-------- Data extracts
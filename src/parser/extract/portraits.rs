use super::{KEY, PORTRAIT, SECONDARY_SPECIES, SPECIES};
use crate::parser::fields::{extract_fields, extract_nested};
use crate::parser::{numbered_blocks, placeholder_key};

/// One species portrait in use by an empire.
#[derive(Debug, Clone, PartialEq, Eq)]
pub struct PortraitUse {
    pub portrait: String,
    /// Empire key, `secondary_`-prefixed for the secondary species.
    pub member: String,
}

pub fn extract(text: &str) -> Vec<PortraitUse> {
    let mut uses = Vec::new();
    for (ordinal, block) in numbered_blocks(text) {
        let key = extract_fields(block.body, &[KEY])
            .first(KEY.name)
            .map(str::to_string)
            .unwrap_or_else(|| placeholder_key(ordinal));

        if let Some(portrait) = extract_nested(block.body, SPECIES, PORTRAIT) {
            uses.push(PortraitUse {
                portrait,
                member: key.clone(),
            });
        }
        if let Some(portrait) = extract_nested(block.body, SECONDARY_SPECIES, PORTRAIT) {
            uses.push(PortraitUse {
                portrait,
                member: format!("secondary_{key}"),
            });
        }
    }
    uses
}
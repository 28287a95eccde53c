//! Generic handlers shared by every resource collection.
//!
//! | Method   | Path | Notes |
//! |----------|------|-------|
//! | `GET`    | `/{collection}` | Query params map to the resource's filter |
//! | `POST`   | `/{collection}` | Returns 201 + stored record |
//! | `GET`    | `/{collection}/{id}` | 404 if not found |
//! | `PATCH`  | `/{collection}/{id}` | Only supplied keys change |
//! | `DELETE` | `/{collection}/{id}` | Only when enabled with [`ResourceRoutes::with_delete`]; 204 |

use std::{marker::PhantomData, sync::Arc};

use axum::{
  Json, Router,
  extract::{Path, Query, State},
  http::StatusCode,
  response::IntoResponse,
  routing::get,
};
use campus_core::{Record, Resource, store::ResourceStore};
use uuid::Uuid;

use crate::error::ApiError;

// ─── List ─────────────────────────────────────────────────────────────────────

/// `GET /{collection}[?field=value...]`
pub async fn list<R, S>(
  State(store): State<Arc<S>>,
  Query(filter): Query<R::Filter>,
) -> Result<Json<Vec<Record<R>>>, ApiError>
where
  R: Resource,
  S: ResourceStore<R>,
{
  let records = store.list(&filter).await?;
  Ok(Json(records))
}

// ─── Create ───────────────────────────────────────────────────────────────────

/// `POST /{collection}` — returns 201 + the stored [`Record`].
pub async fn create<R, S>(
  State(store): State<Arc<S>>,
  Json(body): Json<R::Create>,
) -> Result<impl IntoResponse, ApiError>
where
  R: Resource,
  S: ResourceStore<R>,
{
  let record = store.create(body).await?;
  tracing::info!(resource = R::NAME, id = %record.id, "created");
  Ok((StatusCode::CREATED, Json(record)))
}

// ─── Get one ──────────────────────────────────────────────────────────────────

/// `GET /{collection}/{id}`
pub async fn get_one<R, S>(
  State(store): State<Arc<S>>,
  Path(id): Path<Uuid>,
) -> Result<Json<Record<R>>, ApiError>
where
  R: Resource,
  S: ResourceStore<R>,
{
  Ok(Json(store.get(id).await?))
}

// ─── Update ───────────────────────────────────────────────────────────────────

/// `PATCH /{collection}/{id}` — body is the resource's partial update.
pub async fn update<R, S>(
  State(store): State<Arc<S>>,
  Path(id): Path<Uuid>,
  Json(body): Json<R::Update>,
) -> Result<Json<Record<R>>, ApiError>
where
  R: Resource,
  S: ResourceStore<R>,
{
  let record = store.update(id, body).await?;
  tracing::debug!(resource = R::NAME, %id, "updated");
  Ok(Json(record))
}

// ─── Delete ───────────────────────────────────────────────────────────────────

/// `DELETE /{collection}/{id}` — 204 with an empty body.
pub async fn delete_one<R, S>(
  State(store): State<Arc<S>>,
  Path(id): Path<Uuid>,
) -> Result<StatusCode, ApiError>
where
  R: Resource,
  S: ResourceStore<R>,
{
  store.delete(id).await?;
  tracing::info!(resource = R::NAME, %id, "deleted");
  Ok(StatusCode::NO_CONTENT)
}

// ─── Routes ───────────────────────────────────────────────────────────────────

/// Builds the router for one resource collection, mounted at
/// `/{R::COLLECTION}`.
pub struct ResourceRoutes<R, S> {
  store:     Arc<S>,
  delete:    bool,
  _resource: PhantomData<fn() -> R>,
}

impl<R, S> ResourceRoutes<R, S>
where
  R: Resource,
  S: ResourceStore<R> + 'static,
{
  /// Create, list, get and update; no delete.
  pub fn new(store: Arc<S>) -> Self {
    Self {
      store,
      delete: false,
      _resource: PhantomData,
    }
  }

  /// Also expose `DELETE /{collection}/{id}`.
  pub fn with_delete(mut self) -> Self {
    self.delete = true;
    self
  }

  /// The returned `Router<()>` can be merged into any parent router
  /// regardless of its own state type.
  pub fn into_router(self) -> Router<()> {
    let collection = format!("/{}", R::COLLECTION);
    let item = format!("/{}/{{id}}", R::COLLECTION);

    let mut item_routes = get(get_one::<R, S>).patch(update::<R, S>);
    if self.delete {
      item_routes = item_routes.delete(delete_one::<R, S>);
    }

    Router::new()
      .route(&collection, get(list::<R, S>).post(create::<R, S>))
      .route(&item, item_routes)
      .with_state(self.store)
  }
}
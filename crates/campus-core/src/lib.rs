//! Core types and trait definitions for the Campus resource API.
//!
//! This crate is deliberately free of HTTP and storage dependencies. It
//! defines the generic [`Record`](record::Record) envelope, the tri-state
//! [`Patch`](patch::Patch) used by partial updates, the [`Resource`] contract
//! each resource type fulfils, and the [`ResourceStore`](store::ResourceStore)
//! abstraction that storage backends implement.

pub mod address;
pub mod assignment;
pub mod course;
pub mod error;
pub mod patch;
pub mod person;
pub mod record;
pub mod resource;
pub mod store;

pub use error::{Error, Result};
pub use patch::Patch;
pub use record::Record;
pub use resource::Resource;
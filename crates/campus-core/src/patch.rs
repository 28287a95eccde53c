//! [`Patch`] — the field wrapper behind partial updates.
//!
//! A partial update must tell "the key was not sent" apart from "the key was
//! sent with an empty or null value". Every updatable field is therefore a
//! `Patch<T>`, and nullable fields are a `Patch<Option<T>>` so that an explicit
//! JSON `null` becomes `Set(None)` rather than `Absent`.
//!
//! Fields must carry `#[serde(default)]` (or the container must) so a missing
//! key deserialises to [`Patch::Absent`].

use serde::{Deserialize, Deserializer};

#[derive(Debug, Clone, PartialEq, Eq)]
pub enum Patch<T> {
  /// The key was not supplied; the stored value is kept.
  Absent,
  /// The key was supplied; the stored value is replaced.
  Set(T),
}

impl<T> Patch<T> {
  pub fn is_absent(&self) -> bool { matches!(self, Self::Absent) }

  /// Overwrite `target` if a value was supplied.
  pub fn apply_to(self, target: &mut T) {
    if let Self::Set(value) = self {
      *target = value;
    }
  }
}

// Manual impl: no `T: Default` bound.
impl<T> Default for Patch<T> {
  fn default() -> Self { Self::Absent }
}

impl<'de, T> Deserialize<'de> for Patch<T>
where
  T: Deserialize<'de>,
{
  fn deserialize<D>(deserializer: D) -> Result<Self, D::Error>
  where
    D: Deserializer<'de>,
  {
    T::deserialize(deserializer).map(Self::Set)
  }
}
----------------
-------- Data extracts
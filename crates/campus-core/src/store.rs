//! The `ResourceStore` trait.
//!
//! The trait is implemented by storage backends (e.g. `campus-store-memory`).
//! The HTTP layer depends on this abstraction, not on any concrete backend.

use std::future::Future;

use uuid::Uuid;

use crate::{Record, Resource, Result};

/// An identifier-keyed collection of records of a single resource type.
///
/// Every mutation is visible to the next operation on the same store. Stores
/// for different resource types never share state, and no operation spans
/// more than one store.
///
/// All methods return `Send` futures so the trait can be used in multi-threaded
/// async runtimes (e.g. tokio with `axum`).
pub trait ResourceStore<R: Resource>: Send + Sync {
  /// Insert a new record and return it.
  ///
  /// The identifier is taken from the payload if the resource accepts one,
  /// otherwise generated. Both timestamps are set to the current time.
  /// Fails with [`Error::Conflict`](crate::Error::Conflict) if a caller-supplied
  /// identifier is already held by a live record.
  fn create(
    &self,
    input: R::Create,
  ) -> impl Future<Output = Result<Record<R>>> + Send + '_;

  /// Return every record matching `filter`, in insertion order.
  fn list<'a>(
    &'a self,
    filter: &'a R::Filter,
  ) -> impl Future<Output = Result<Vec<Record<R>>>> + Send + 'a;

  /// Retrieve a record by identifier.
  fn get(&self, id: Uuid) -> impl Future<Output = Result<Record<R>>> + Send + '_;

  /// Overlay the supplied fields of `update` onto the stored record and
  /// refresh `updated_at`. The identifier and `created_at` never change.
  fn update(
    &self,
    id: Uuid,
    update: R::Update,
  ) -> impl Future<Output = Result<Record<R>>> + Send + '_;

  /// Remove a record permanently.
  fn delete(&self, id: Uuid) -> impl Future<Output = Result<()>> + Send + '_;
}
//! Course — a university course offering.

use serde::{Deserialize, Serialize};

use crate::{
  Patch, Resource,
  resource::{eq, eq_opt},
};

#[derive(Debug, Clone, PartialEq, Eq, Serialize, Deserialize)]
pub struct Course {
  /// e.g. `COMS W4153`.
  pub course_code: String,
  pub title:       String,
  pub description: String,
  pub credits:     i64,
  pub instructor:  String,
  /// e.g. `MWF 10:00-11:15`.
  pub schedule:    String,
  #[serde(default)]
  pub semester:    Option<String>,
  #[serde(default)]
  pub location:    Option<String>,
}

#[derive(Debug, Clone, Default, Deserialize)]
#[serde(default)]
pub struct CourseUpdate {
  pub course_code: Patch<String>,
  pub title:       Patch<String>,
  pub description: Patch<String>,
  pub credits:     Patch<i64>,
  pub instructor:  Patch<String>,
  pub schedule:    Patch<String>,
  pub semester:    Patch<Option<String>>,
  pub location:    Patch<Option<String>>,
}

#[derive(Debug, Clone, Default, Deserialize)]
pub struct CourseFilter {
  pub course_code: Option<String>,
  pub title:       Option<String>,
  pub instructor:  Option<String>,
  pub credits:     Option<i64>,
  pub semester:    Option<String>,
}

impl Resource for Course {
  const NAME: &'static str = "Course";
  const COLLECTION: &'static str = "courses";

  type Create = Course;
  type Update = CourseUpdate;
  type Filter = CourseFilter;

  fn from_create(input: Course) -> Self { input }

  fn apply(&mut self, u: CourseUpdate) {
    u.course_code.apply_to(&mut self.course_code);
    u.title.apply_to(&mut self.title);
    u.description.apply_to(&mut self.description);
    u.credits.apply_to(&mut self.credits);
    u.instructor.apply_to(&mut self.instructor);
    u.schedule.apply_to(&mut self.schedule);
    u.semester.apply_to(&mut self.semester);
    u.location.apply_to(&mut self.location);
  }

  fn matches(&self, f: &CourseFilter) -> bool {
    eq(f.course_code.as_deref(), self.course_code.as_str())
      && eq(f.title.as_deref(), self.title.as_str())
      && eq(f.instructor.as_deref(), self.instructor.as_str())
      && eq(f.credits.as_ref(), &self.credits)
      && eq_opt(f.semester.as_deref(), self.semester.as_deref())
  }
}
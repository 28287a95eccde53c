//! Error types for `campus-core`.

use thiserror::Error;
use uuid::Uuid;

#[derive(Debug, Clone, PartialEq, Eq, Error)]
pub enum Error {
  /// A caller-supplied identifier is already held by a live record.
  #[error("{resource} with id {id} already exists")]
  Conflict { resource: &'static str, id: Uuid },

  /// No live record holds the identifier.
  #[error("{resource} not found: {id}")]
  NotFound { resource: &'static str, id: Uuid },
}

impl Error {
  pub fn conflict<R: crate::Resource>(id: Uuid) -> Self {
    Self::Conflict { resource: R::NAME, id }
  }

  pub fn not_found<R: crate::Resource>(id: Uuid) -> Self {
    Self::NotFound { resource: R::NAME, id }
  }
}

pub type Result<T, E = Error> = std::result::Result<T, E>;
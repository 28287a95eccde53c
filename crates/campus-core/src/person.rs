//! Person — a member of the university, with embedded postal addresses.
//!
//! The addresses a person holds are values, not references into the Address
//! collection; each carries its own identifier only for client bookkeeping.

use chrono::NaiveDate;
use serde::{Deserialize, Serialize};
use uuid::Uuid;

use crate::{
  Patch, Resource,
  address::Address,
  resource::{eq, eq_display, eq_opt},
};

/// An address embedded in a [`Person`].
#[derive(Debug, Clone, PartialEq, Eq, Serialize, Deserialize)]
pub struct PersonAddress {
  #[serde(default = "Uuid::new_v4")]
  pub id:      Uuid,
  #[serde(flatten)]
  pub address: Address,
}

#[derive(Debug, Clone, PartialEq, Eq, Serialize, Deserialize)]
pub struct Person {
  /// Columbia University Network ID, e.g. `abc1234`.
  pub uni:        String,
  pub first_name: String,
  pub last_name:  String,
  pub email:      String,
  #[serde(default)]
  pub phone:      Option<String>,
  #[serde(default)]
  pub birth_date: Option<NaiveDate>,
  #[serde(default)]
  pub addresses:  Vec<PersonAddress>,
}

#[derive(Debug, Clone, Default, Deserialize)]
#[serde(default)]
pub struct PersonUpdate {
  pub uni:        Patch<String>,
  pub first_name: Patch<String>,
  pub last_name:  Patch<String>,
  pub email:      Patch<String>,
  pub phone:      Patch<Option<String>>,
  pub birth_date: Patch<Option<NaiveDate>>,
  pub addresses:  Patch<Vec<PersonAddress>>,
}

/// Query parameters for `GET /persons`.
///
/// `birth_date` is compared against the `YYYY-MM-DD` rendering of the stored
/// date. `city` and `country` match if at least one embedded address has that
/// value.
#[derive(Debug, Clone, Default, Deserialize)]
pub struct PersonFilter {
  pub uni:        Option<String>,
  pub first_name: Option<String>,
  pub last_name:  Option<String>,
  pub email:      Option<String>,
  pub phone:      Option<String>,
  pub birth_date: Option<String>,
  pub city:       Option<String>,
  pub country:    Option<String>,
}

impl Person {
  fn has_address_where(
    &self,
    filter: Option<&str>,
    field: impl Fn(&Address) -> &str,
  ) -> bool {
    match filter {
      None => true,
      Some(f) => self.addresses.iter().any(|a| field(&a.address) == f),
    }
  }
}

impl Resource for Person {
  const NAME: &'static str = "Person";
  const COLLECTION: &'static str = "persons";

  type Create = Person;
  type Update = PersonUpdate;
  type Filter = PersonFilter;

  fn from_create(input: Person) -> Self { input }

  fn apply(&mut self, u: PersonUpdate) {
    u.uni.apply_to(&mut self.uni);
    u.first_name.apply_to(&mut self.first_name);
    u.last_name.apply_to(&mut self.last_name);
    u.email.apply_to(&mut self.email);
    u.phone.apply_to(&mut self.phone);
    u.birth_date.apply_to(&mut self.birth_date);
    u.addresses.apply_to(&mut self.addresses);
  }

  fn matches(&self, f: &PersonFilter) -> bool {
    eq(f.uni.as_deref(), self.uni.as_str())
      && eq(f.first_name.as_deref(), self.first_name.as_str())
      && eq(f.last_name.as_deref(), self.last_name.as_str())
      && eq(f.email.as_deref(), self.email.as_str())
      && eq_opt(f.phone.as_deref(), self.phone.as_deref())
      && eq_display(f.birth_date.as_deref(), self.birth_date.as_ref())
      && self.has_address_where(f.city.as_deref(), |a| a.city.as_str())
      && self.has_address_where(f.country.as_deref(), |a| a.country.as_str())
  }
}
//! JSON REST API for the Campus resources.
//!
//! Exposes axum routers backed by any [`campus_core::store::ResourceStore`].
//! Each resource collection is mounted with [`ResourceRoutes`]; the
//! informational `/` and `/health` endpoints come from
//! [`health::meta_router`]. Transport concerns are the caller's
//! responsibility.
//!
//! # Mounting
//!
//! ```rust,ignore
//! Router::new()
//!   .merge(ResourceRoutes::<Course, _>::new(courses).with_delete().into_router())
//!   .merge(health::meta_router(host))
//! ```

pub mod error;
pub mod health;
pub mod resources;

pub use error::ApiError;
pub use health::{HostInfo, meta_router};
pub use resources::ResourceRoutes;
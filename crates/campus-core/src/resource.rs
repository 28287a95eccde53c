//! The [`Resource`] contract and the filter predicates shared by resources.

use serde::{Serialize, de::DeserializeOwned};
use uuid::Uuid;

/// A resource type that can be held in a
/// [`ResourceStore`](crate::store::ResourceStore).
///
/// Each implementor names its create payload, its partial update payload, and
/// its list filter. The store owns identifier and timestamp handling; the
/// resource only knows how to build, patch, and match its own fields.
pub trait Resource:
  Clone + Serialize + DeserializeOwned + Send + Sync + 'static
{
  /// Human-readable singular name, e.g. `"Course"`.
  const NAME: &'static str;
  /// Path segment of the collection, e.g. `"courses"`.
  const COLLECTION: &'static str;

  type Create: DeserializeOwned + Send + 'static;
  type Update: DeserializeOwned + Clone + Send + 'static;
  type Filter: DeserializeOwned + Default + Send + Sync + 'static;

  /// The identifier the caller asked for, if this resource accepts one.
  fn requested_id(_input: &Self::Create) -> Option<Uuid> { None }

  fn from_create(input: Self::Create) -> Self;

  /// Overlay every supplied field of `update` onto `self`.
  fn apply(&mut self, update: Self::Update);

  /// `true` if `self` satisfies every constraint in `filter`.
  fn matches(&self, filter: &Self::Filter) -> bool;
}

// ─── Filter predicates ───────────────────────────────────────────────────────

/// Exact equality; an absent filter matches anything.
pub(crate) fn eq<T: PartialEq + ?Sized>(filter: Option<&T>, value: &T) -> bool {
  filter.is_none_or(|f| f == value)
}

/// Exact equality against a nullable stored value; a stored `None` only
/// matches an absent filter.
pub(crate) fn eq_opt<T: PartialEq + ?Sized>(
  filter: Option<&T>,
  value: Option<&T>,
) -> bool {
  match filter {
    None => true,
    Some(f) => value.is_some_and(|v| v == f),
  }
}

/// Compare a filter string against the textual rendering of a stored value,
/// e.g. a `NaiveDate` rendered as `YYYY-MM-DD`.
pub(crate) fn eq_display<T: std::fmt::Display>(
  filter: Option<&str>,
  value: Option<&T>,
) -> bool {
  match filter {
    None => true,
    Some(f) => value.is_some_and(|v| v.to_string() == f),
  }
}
----------------
**Description of the task**
In the entries above, the lines between the one holding "u.email.apply_to(&mut self.email);" and the one holding "endpoints come from", inclusive, are to be printed exactly as written, and those alone.

**Your response**
    u.email.apply_to(&mut self.email);
    u.phone.apply_to(&mut self.phone);
    u.birth_date.apply_to(&mut self.birth_date);
    u.addresses.apply_to(&mut self.addresses);
  }

  fn matches(&self, f: &PersonFilter) -> bool {
    eq(f.uni.as_deref(), self.uni.as_str())
      && eq(f.first_name.as_deref(), self.first_name.as_str())
      && eq(f.last_name.as_deref(), self.last_name.as_str())
      && eq(f.email.as_deref(), self.email.as_str())
      && eq_opt(f.phone.as_deref(), self.phone.as_deref())
      && eq_display(f.birth_date.as_deref(), self.birth_date.as_ref())
      && self.has_address_where(f.city.as_deref(), |a| a.city.as_str())
      && self.has_address_where(f.country.as_deref(), |a| a.country.as_str())
  }
}
//! JSON REST API for the Campus resources.
//!
//! Exposes axum routers backed by any [`campus_core::store::ResourceStore`].
//! Each resource collection is mounted with [`ResourceRoutes`]; the
//! informational `/` and `/health` endpoints come from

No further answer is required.